DMAC (Short) Q4 25 IA

Post-hoc analysis of a synthetic urine protein to improve outcomes in stroke patients

DMAC is conducting a Ph 2/3 study of DM199 (recombinant KLK1 — more on that later) in Acute Ischemic Stroke (AIS). The interim analysis, which has most recently been slated for Q4 2025, will determine whether the trial is stopped for futility (non-binding) or has a sample size re-estimation (SSRE).

Management has not publicly disclosed the threshold for futility, but I very much expect that DM199 will fail to separate from placebo. I’m not sure whether this is reflected through futility or a very large SSRE will ultimately matter much. The trial began enrolling in 2021, albeit hampered by a <1 year clinical hold and slow site reactivation, but it’s taking a very long time to enroll. If they have to enroll say, 600 total patients, and it’s taking them 3-4 years to enroll the first 200 (with the above caveats, and alleged enrollment acceleration going forward)… that’s a lot of cash burn in their future. I will say they haven’t disclosed the formula for effect size to SSRE size, and it’s not completely clear to me right now if they plan to disclose the effect size at the interim alongside any SSRE or not. This is the extent of what the most recent update gave us:

This would be more of a potential issue with my thesis if they were better funded, but as previously explained, I think a large SSRE is already informative and problematic enough regardless. Enough about the catalyst setup for now, what I really want to dig into here is the treatment, the mechanism, and the ph2 data.

Let’s start at the beginning with their S-1. They did a $16M IPO in 2018 through Craig-Hallum, as all the best and brightest that biotech has to offer always do, of course. They describe DM199 as a recombinant form of KLK1.

What they go on to say after is much more important:

Forms of KLK1 are derived from human urine and sold in parts of Asia to treat various diseases.

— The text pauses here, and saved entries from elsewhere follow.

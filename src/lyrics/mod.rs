//! Lyrics pipeline: title cleanup, QQ Music two-hop lookup, LRC parsing,
//! and the flat-file cache keyed by bvid.

pub mod normalize;
pub mod parser;
pub mod qq;

use parking_lot::Mutex;
use serde::{Deserialize, Serialize};
use thiserror::Error;
use time::OffsetDateTime;

use crate::storage::{LyricsCache, Storage};
use parser::LyricCue;
use qq::QqMusicClient;

#[derive(Debug, Error)]
pub enum LyricsError {
    #[error("search failed")]
    SearchFailed,
    #[error("song not found")]
    SongNotFound,
    #[error("song id not found")]
    SongIdMissing,
    #[error("lyric fetch failed")]
    FetchFailed,
    #[error("lyrics not found")]
    LyricsNotFound,
    #[error("request error: {0}")]
    Request(#[from] reqwest::Error),
}

/// Cache record, write-once per bvid. Entries never expire.
#[derive(Debug, Clone, Serialize, Deserialize)]
pub struct LyricsEntry {
    pub lyrics: Vec<LyricCue>,
    pub title: String,
    #[serde(with = "time::serde::rfc3339")]
    pub updated_at: OffsetDateTime,
}

#[derive(Debug, Clone, Serialize)]
pub struct LyricsOutcome {
    pub lyrics: Vec<LyricCue>,
    pub from_cache: bool,
}

pub struct LyricsService {
    provider: QqMusicClient,
    store: Storage,
    cache: Mutex<LyricsCache>,
}

impl LyricsService {
    pub fn new(provider: QqMusicClient, store: Storage) -> Self {
        let cache = store.load_lyrics_cache();
        Self {
            provider,
            store,
            cache: Mutex::new(cache),
        }
    }

    /// A cache hit short-circuits; a miss runs the full two-hop lookup.
    /// Failed lookups are never cached, so every retry asks the provider
    /// again.
    pub async fn lookup(&self, title: &str, bvid: &str) -> Result<LyricsOutcome, LyricsError> {
        {
            let cache = self.cache.lock();
            if let Some(entry) = cache.get(bvid) {
                return Ok(LyricsOutcome {
                    lyrics: entry.lyrics.clone(),
                    from_cache: true,
                });
            }
        }

        let clean_title = normalize::clean_title(title);
        let songmid = self.provider.search_song_mid(&clean_title).await?;
        let raw = self.provider.fetch_lyric(&songmid).await?;
        let cues = parser::parse_lrc(&raw);
        if cues.is_empty() {
            return Err(LyricsError::LyricsNotFound);
        }

        let mut cache = self.cache.lock();
        cache.insert(
            bvid.to_string(),
            LyricsEntry {
                lyrics: cues.clone(),
                title: clean_title,
                updated_at: OffsetDateTime::now_utc(),
            },
        );
        if let Err(err) = self.store.save_lyrics_cache(&cache) {
            tracing::warn!("save lyrics cache failed: {err:#}");
        }
        Ok(LyricsOutcome {
            lyrics: cues,
            from_cache: false,
        })
    }
}
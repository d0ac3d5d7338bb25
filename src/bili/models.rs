use serde::Serialize;
use serde_json::Value;

/// One search hit, trimmed down to what the web client renders.
/// `play` and `danmaku` are passed through as-is; Bilibili returns them
/// as numbers or strings depending on the endpoint mood.
#[derive(Debug, Clone, Serialize)]
pub struct VideoSummary {
    pub bvid: String,
    pub title: String,
    pub author: String,
    pub pic: String,
    pub play: Value,
    pub danmaku: Value,
}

The company has run analyses that demonstrate DM199 is structurally and functionally equivalent to KLK1 derived from human urine. They also note that they believe this has (unsuccessfully) been attempted at least 5 times prior. This sounds like an incredibly odd approach, and it also hasn’t worked in prior attempts.

The proof of concept data they provide for KLK1 contains pretty clear chart crimes:

Also, the Barthel Index endpoint they use is not Diamedica’s Ph3 primary endpoint, nor was it shared in the Ph2 slides, though per clinicaltrials.gov, the data was collected…

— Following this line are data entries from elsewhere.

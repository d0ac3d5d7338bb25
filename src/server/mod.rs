pub mod handlers;
pub mod response;

use anyhow::Context;
use axum::Router;
use axum::routing::{delete, get, post};
use std::path::Path;
use std::sync::Arc;
use tower_http::cors::CorsLayer;
use tower_http::services::ServeDir;
use tower_http::trace::TraceLayer;

use crate::bili::api::BiliClient;
use crate::config::Config;
use crate::lyrics::LyricsService;
use crate::lyrics::qq::QqMusicClient;
use crate::playlist::PlaylistService;
use crate::storage::Storage;

#[derive(Clone)]
pub struct AppState {
    pub bili: BiliClient,
    pub lyrics: Arc<LyricsService>,
    pub playlists: Arc<PlaylistService>,
}

/// API routes first; anything unmatched falls through to the bundled
/// frontend.
pub fn router(state: AppState, static_dir: &Path) -> Router {
    Router::new()
        .route("/api/search", get(handlers::search))
        .route("/api/audio/{bvid}", get(handlers::audio_url))
        .route("/api/proxy/image", get(handlers::proxy_image))
        .route("/api/lyrics", get(handlers::lyrics))
        .route(
            "/api/playlists",
            get(handlers::list_playlists).post(handlers::create_playlist),
        )
        .route(
            "/api/playlists/{id}",
            get(handlers::get_playlist).delete(handlers::delete_playlist),
        )
        .route("/api/playlists/{id}/tracks", post(handlers::add_track))
        .route(
            "/api/playlists/{id}/tracks/{bvid}",
            delete(handlers::remove_track),
        )
        .fallback_service(ServeDir::new(static_dir))
        .layer(CorsLayer::permissive())
        .layer(TraceLayer::new_for_http())
        .with_state(state)
}

pub async fn run(cfg: Config) -> anyhow::Result<()> {
    let store = Storage::open(&cfg.paths.data_dir).context("open data dir")?;
    let bili = BiliClient::new(cfg.bilibili.cookie.as_deref()).context("build bilibili client")?;
    let state = AppState {
        bili,
        lyrics: Arc::new(LyricsService::new(QqMusicClient::new(), store.clone())),
        playlists: Arc::new(PlaylistService::new(store)),
    };

    let app = router(state, &cfg.paths.static_dir);
    let addr = format!("{}:{}", cfg.server.host, cfg.server.port);
    let listener = tokio::net::TcpListener::bind(&addr)
        .await
        .with_context(|| format!("bind {addr}"))?;
    tracing::info!("listening on http://{}", listener.local_addr()?);

    axum::serve(listener, app)
        .with_graceful_shutdown(shutdown_signal())
        .await
        .context("serve")?;
    Ok(())
}

async fn shutdown_signal() {
    if let Err(err) = tokio::signal::ctrl_c().await {
        tracing::warn!("ctrl-c handler failed: {err}");
    }
}

#[cfg(test)]
mod tests {
    use super::*;
    use axum::body::Body;
    use axum::http::{Request, StatusCode, header};
    use http_body_util::BodyExt;
    use serde_json::{Value, json};
    use std::path::PathBuf;
    use std::sync::atomic::{AtomicUsize, Ordering};
    use tower::ServiceExt;

    static DIR_SEQ: AtomicUsize = AtomicUsize::new(0);

    fn temp_dir(label: &str) -> PathBuf {
        let dir = std::env::temp_dir().join(format!(
            "bilimusic-server-test-{label}-{}-{}",
            std::process::id(),
            DIR_SEQ.fetch_add(1, Ordering::SeqCst)
        ));
        std::fs::create_dir_all(&dir).unwrap();
        dir
    }

    /// Router over fresh temp dirs, with all upstream calls pointed at
    /// `api_base`.
    fn app(api_base: &str) -> (Router, PathBuf, PathBuf) {
        let data_dir = temp_dir("data");
        let static_dir = temp_dir("static");
        std::fs::write(static_dir.join("index.html"), "<html>bilimusic</html>").unwrap();

        let store = Storage::open(&data_dir).unwrap();
        let state = AppState {
            bili: BiliClient::with_api_base(None, api_base).unwrap(),
            lyrics: Arc::new(LyricsService::new(
                QqMusicClient::with_base_url(api_base),
                store.clone(),
            )),
            playlists: Arc::new(PlaylistService::new(store)),
        };
        (router(state, &static_dir), data_dir, static_dir)
    }

    fn cleanup(data_dir: &PathBuf, static_dir: &PathBuf) {
        let _ = std::fs::remove_dir_all(data_dir);
        let _ = std::fs::remove_dir_all(static_dir);
    }

    async fn body_json(response: axum::response::Response) -> Value {
        let bytes = response.into_body().collect().await.unwrap().to_bytes();
        serde_json::from_slice(&bytes).unwrap()
    }

    fn get(uri: &str) -> Request<Body> {
        Request::builder().uri(uri).body(Body::empty()).unwrap()
    }

    fn post_json(uri: &str, body: &str) -> Request<Body> {
        Request::builder()
            .method("POST")
            .uri(uri)
            .header(header::CONTENT_TYPE, "application/json")
            .body(Body::from(body.to_string()))
            .unwrap()
    }

    fn delete_req(uri: &str) -> Request<Body> {
        Request::builder()
            .method("DELETE")
            .uri(uri)
            .body(Body::empty())
            .unwrap()
    }

    #[tokio::test]
    async fn playlist_crud_round_trip() {
        let (app, data_dir, static_dir) = app("http://127.0.0.1:1");

        let resp = app
            .clone()
            .oneshot(post_json(
                "/api/playlists",
                r#"{"name": "driving", "description": "road trip"}"#,
            ))
            .await
            .unwrap();
        assert_eq!(resp.status(), StatusCode::OK);
        let v = body_json(resp).await;
        assert_eq!(v["code"], json!(0));
        assert_eq!(v["data"]["id"], json!("1"));
        assert_eq!(v["data"]["name"], json!("driving"));

        let resp = app.clone().oneshot(get("/api/playlists")).await.unwrap();
        let v = body_json(resp).await;
        assert_eq!(v.as_array().map(|a| a.len()), Some(1));

        let resp = app.clone().oneshot(get("/api/playlists/1")).await.unwrap();
        assert_eq!(resp.status(), StatusCode::OK);
        let v = body_json(resp).await;
        assert_eq!(v["id"], json!("1"));
        assert!(v.get("code").is_none());

        let track = r#"{"track": {"bvid": "BV1a", "title": "t", "author": "a", "pic": "p"}}"#;
        let resp = app
            .clone()
            .oneshot(post_json("/api/playlists/1/tracks", track))
            .await
            .unwrap();
        assert_eq!(resp.status(), StatusCode::OK);
        let v = body_json(resp).await;
        assert_eq!(v["code"], json!(0));
        assert_eq!(v["message"], json!("track added"));
        assert_eq!(v["data"]["tracks"].as_array().map(|a| a.len()), Some(1));

        let resp = app
            .clone()
            .oneshot(post_json("/api/playlists/1/tracks", track))
            .await
            .unwrap();
        assert_eq!(resp.status(), StatusCode::BAD_REQUEST);
        let v = body_json(resp).await;
        assert_eq!(v["code"], json!(-1));
        assert_eq!(v["message"], json!("track already in playlist"));

        let resp = app
            .clone()
            .oneshot(delete_req("/api/playlists/1/tracks/BV1a"))
            .await
            .unwrap();
        assert_eq!(resp.status(), StatusCode::OK);
        let v = body_json(resp).await;
        assert_eq!(v["code"], json!(0));

        let resp = app
            .clone()
            .oneshot(delete_req("/api/playlists/1/tracks/BV1a"))
            .await
            .unwrap();
        assert_eq!(resp.status(), StatusCode::NOT_FOUND);

        let resp = app
            .clone()
            .oneshot(delete_req("/api/playlists/1"))
            .await
            .unwrap();
        assert_eq!(resp.status(), StatusCode::OK);

        let resp = app.clone().oneshot(get("/api/playlists/1")).await.unwrap();
        assert_eq!(resp.status(), StatusCode::NOT_FOUND);
        let v = body_json(resp).await;
        assert_eq!(v["code"], json!(-1));
        assert_eq!(v["message"], json!("playlist not found"));

        cleanup(&data_dir, &static_dir);
    }

    #[tokio::test]
    async fn create_playlist_requires_a_name() {
        let (app, data_dir, static_dir) = app("http://127.0.0.1:1");

        let resp = app
            .clone()
            .oneshot(post_json("/api/playlists", r#"{"description": "no name"}"#))
            .await
            .unwrap();
        assert_eq!(resp.status(), StatusCode::BAD_REQUEST);
        let v = body_json(resp).await;
        assert_eq!(v["code"], json!(-1));
        assert_eq!(v["message"], json!("missing required parameters"));

        let resp = app
            .clone()
            .oneshot(
                Request::builder()
                    .method("POST")
                    .uri("/api/playlists")
                    .body(Body::empty())
                    .unwrap(),
            )
            .await
            .unwrap();
        assert_eq!(resp.status(), StatusCode::BAD_REQUEST);
        let v = body_json(resp).await;
        assert_eq!(v["message"], json!("missing required parameters"));

        cleanup(&data_dir, &static_dir);
    }

    #[tokio::test]
    async fn add_track_requires_a_track_payload() {
        let (app, data_dir, static_dir) = app("http://127.0.0.1:1");
        app.clone()
            .oneshot(post_json("/api/playlists", r#"{"name": "p"}"#))
            .await
            .unwrap();

        let resp = app
            .clone()
            .oneshot(post_json("/api/playlists/1/tracks", r#"{"other": 1}"#))
            .await
            .unwrap();
        assert_eq!(resp.status(), StatusCode::BAD_REQUEST);
        let v = body_json(resp).await;
        assert_eq!(v["message"], json!("missing track payload"));

        cleanup(&data_dir, &static_dir);
    }

    #[tokio::test]
    async fn search_route_wraps_results_in_the_envelope() {
        let mut server = mockito::Server::new_async().await;
        server
            .mock("GET", "/x/web-interface/search/type")
            .match_query(mockito::Matcher::Any)
            .with_header("content-type", "application/json")
            .with_body(
                json!({"code": 0, "data": {"result": [{
                    "bvid": "BV1a", "title": "<em>song</em>", "author": "up",
                    "pic": "//img", "play": 1, "video_review": 2
                }]}})
                .to_string(),
            )
            .create_async()
            .await;

        let (app, data_dir, static_dir) = app(&server.url());
        let resp = app
            .clone()
            .oneshot(get("/api/search?keyword=song"))
            .await
            .unwrap();
        assert_eq!(resp.status(), StatusCode::OK);
        let v = body_json(resp).await;
        assert_eq!(v["code"], json!(0));
        assert_eq!(v["data"][0]["title"], json!("song"));

        cleanup(&data_dir, &static_dir);
    }

    #[tokio::test]
    async fn search_route_echoes_the_raw_rejection() {
        let mut server = mockito::Server::new_async().await;
        server
            .mock("GET", "/x/web-interface/search/type")
            .match_query(mockito::Matcher::Any)
            .with_header("content-type", "application/json")
            .with_body(r#"{"code": -412, "message": "blocked"}"#)
            .create_async()
            .await;

        let (app, data_dir, static_dir) = app(&server.url());
        let resp = app
            .clone()
            .oneshot(get("/api/search?keyword=song"))
            .await
            .unwrap();
        assert_eq!(resp.status(), StatusCode::OK);
        let v = body_json(resp).await;
        assert_eq!(v["code"], json!(-1));
        assert_eq!(v["message"], json!("search failed"));
        assert_eq!(v["raw_response"]["code"], json!(-412));

        cleanup(&data_dir, &static_dir);
    }

    #[tokio::test]
    async fn audio_route_returns_the_resolved_url() {
        let mut server = mockito::Server::new_async().await;
        server
            .mock("GET", "/x/web-interface/view")
            .match_query(mockito::Matcher::Any)
            .with_header("content-type", "application/json")
            .with_body(r#"{"code": 0, "data": {"cid": 7}}"#)
            .create_async()
            .await;
        server
            .mock("GET", "/x/player/playurl")
            .match_query(mockito::Matcher::Any)
            .with_header("content-type", "application/json")
            .with_body(
                r#"{"code": 0, "data": {"dash": {"audio": [{"baseUrl": "https://cdn/a.m4s"}]}}}"#,
            )
            .create_async()
            .await;

        let (app, data_dir, static_dir) = app(&server.url());
        let resp = app.clone().oneshot(get("/api/audio/BV1a")).await.unwrap();
        assert_eq!(resp.status(), StatusCode::OK);
        let v = body_json(resp).await;
        assert_eq!(v["code"], json!(0));
        assert_eq!(v["url"], json!("https://cdn/a.m4s"));

        cleanup(&data_dir, &static_dir);
    }

    #[tokio::test]
    async fn lyrics_route_validates_its_params() {
        let (app, data_dir, static_dir) = app("http://127.0.0.1:1");

        let resp = app
            .clone()
            .oneshot(get("/api/lyrics?bvid=BV1a"))
            .await
            .unwrap();
        assert_eq!(resp.status(), StatusCode::OK);
        let v = body_json(resp).await;
        assert_eq!(v["code"], json!(-1));
        assert_eq!(v["message"], json!("missing song title"));

        let resp = app
            .clone()
            .oneshot(get("/api/lyrics?title=song"))
            .await
            .unwrap();
        let v = body_json(resp).await;
        assert_eq!(v["message"], json!("missing video id"));

        cleanup(&data_dir, &static_dir);
    }

    #[tokio::test]
    async fn unmatched_paths_fall_through_to_the_frontend() {
        let (app, data_dir, static_dir) = app("http://127.0.0.1:1");

        let resp = app.clone().oneshot(get("/")).await.unwrap();
        assert_eq!(resp.status(), StatusCode::OK);
        let bytes = resp.into_body().collect().await.unwrap().to_bytes();
        assert!(std::str::from_utf8(&bytes).unwrap().contains("bilimusic"));

        let resp = app.clone().oneshot(get("/missing.js")).await.unwrap();
        assert_eq!(resp.status(), StatusCode::NOT_FOUND);

        cleanup(&data_dir, &static_dir);
    }

    #[tokio::test]
    async fn responses_allow_any_origin() {
        let (app, data_dir, static_dir) = app("http://127.0.0.1:1");

        let resp = app
            .clone()
            .oneshot(
                Request::builder()
                    .uri("/api/playlists")
                    .header(header::ORIGIN, "http://localhost:5173")
                    .body(Body::empty())
                    .unwrap(),
            )
            .await
            .unwrap();
        assert_eq!(
            resp.headers()
                .get(header::ACCESS_CONTROL_ALLOW_ORIGIN)
                .and_then(|v| v.to_str().ok()),
            Some("*")
        );

        cleanup(&data_dir, &static_dir);
    }
}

The Ph2 topline and the slides are all a mess. The trial failed to show efficacy benefit vs placebo in the pooled population:

What they want to do is subgroup the data to exclude patients who received a mechanical thrombectomy, which was just under half the trial population. It’s also worth noting, going back to the S-1 again, that they used to claim benefit should be additive for patients who had received a mechanical thrombectomy.

The Chinese study that they reference in the ph2 slides as a comparator is a retrospective and single-center study, which is of very limited value to me. I think Diamedica presents their own data in ways that can be misleading, this particular slide below is my favorite example.

Recall, this was a 90 patient study. Yet all the sample sizes change, both by different amounts and for different reasons. Cuts are taken at different timeframes and/or not given, the whole thing is just a mess. Nonetheless, they continued to push ahead. This ongoing trial made changes to exclude the mechanical thrombectomy patients from enrolling, you can see the design (numbers not yet updated for interim design changes) below.

The recent changes to the trial design are based on an even smaller subgroup from the ph2 regarding the primary endpoint of this trial, whereas previously the NIHSS was the point of emphasis (concerning as well) — though it was not technically the ph2 primary.

To summarize, this all looks like a bunch of slice-and-dice nonsense to me after a failed Ph2. I think the proposed validation they provide for the mechanism is weak, their own trial data is not very supportive, this trial is highly unlikely to show a meaningful effect size vs placebo, and a large SSRE would also be quite negative news. It’s a bit early to put a trade on, and I want more color on what we should expect for efficacy data at the IA. I also have a general preference for options on these smaller RCT fails when I’m able, and those aren’t even available this far out yet. It’s not particularly liquid either, but under current conditions a ~200m mcap is probably toward the upper bound of what something like this trades at. Pretty rare to see this type of thing over a 250m mcap now without some particularly extenuating circumstances. Anyways, as I start to fill out next year with high-conviction events, this is one I gravitate toward and would expect to be able to trade closer to data.

Would love to hear thoughts/feedback/etc.